> Exercise description: Your answer should be the entries, repeated exactly.

> Input data:
*** Block opens ***
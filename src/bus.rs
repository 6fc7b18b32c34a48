//! The publish/subscribe data bus shared by the host simulation, the nodes and the master.
//!
//! A channel is addressed by a `group` and a `name`. Nodes publish to `<group>/<instance>`
//! and read commands from `<group>/cmd/<instance>`; the master publishes its clock to
//! `<group>/simTimer`.
//!
//! Host time never travels over the bus. It only enters through `FmuMaster::update`, and the
//! master writes `simTimer` but does not read it back.

use std::{
    collections::HashMap,
    sync::{Mutex, PoisonError},
};

/// Channel name the master publishes its clock on.
pub const SIM_TIMER: &str = "simTimer";

/// Entry of [`SIM_TIMER`] holding the macro time in seconds.
pub const CURRENT_TIME: &str = "currentTime";

/// Name of the channel a node reads its inputs from.
pub fn command_channel(instance_name: &str) -> String {
    format!("cmd/{instance_name}")
}

/// An ordered list of named values.
#[derive(Debug, Clone, Default, PartialEq)]
pub struct DataPackage {
    entries: Vec<(String, f64)>,
}

impl DataPackage {
    pub fn new() -> Self {
        Self::default()
    }

    /// Append an entry, replacing the value of an existing entry with the same name.
    pub fn add(&mut self, name: impl Into<String>, value: f64) {
        let name = name.into();
        match self.entries.iter_mut().find(|(n, _)| *n == name) {
            Some(entry) => entry.1 = value,
            None => self.entries.push((name, value)),
        }
    }

    pub fn get(&self, name: &str) -> Option<f64> {
        self.entries
            .iter()
            .find(|(n, _)| n == name)
            .map(|(_, value)| *value)
    }

    pub fn len(&self) -> usize {
        self.entries.len()
    }

    pub fn is_empty(&self) -> bool {
        self.entries.is_empty()
    }

    pub fn names(&self) -> impl Iterator<Item = &str> {
        self.entries.iter().map(|(name, _)| name.as_str())
    }

    pub fn iter(&self) -> impl Iterator<Item = (&str, f64)> {
        self.entries.iter().map(|(name, value)| (name.as_str(), *value))
    }
}

impl<S: Into<String>> FromIterator<(S, f64)> for DataPackage {
    fn from_iter<T: IntoIterator<Item = (S, f64)>>(iter: T) -> Self {
        let mut package = DataPackage::new();
        for (name, value) in iter {
            package.add(name, value);
        }
        package
    }
}

/// Producer/receiver contract of the data bus.
pub trait DataBus: Send + Sync {
    /// Publish `package` on `group/name`, replacing the previous package.
    fn push_data(&self, group: &str, name: &str, package: DataPackage);

    /// The latest package on `group/name`, if anything was published.
    fn get_data(&self, group: &str, name: &str) -> Option<DataPackage>;

    /// Remove the channel `group/name`.
    fn unregister(&self, group: &str, name: &str);
}

#[derive(Debug, Default)]
struct Channel {
    package: DataPackage,
    pushes: u64,
}

/// An in-memory [`DataBus`] that keeps the latest package per channel and counts pushes.
#[derive(Debug, Default)]
pub struct MemoryBus {
    channels: Mutex<HashMap<(String, String), Channel>>,
}

impl MemoryBus {
    fn lock(&self) -> std::sync::MutexGuard<'_, HashMap<(String, String), Channel>> {
        self.channels.lock().unwrap_or_else(PoisonError::into_inner)
    }

    /// Number of packages pushed to `group/name` since it was (re-)registered.
    pub fn push_count(&self, group: &str, name: &str) -> u64 {
        self.lock()
            .get(&(group.to_owned(), name.to_owned()))
            .map_or(0, |channel| channel.pushes)
    }

    /// All registered channels as `group/name`, sorted.
    pub fn channels(&self) -> Vec<String> {
        let mut names: Vec<_> = self
            .lock()
            .keys()
            .map(|(group, name)| format!("{group}/{name}"))
            .collect();
        names.sort();
        names
    }
}

impl DataBus for MemoryBus {
    fn push_data(&self, group: &str, name: &str, package: DataPackage) {
        let mut channels = self.lock();
        let channel = channels
            .entry((group.to_owned(), name.to_owned()))
            .or_default();
        channel.package = package;
        channel.pushes += 1;
    }

    fn get_data(&self, group: &str, name: &str) -> Option<DataPackage> {
        self.lock()
            .get(&(group.to_owned(), name.to_owned()))
            .map(|channel| channel.package.clone())
    }

    fn unregister(&self, group: &str, name: &str) {
        self.lock().remove(&(group.to_owned(), name.to_owned()));
    }
}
*** Block closes ***
> Answer area:
filename src/bus.rs
repository 6fc7b18b32c34a48
//! The publish/subscribe data bus shared by the host simulation, the nodes and the master.
//!
//! A channel is addressed by a `group` and a `name`. Nodes publish to `<group>/<instance>`
//! and read commands from `<group>/cmd/<instance>`; the master publishes its clock to
//! `<group>/simTimer`.
//!
//! Host time never travels over the bus. It only enters through `FmuMaster::update`, and the
//! master writes `simTimer` but does not read it back.

use std::{
    collections::HashMap,
    sync::{Mutex, PoisonError},
};

/// Channel name the master publishes its clock on.
pub const SIM_TIMER: &str = "simTimer";

/// Entry of [`SIM_TIMER`] holding the macro time in seconds.
pub const CURRENT_TIME: &str = "currentTime";

/// Name of the channel a node reads its inputs from.
pub fn command_channel(instance_name: &str) -> String {
    format!("cmd/{instance_name}")
}

/// An ordered list of named values.
#[derive(Debug, Clone, Default, PartialEq)]
pub struct DataPackage {
    entries: Vec<(String, f64)>,
}

impl DataPackage {
    pub fn new() -> Self {
        Self::default()
    }

    /// Append an entry, replacing the value of an existing entry with the same name.
    pub fn add(&mut self, name: impl Into<String>, value: f64) {
        let name = name.into();
        match self.entries.iter_mut().find(|(n, _)| *n == name) {
            Some(entry) => entry.1 = value,
            None => self.entries.push((name, value)),
        }
    }

    pub fn get(&self, name: &str) -> Option<f64> {
        self.entries
            .iter()
            .find(|(n, _)| n == name)
            .map(|(_, value)| *value)
    }

    pub fn len(&self) -> usize {
        self.entries.len()
    }

    pub fn is_empty(&self) -> bool {
        self.entries.is_empty()
    }

    pub fn names(&self) -> impl Iterator<Item = &str> {
        self.entries.iter().map(|(name, _)| name.as_str())
    }

    pub fn iter(&self) -> impl Iterator<Item = (&str, f64)> {
        self.entries.iter().map(|(name, value)| (name.as_str(), *value))
    }
}

impl<S: Into<String>> FromIterator<(S, f64)> for DataPackage {
    fn from_iter<T: IntoIterator<Item = (S, f64)>>(iter: T) -> Self {
        let mut package = DataPackage::new();
        for (name, value) in iter {
            package.add(name, value);
        }
        package
    }
}

/// Producer/receiver contract of the data bus.
pub trait DataBus: Send + Sync {
    /// Publish `package` on `group/name`, replacing the previous package.
    fn push_data(&self, group: &str, name: &str, package: DataPackage);

    /// The latest package on `group/name`, if anything was published.
    fn get_data(&self, group: &str, name: &str) -> Option<DataPackage>;

    /// Remove the channel `group/name`.
    fn unregister(&self, group: &str, name: &str);
}

#[derive(Debug, Default)]
struct Channel {
    package: DataPackage,
    pushes: u64,
}

/// An in-memory [`DataBus`] that keeps the latest package per channel and counts pushes.
#[derive(Debug, Default)]
pub struct MemoryBus {
    channels: Mutex<HashMap<(String, String), Channel>>,
}

impl MemoryBus {
    fn lock(&self) -> std::sync::MutexGuard<'_, HashMap<(String, String), Channel>> {
        self.channels.lock().unwrap_or_else(PoisonError::into_inner)
    }

    /// Number of packages pushed to `group/name` since it was (re-)registered.
    pub fn push_count(&self, group: &str, name: &str) -> u64 {
        self.lock()
            .get(&(group.to_owned(), name.to_owned()))
            .map_or(0, |channel| channel.pushes)
    }

    /// All registered channels as `group/name`, sorted.
    pub fn channels(&self) -> Vec<String> {
        let mut names: Vec<_> = self
            .lock()
            .keys()
            .map(|(group, name)| format!("{group}/{name}"))
            .collect();
        names.sort();
        names
    }
}

impl DataBus for MemoryBus {
    fn push_data(&self, group: &str, name: &str, package: DataPackage) {
        let mut channels = self.lock();
        let channel = channels
            .entry((group.to_owned(), name.to_owned()))
            .or_default();
        channel.package = package;
        channel.pushes += 1;
    }

    fn get_data(&self, group: &str, name: &str) -> Option<DataPackage> {
        self.lock()
            .get(&(group.to_owned(), name.to_owned()))
            .map(|channel| channel.package.clone())
    }

    fn unregister(&self, group: &str, name: &str) {
        self.lock().remove(&(group.to_owned(), name.to_owned()));
    }
}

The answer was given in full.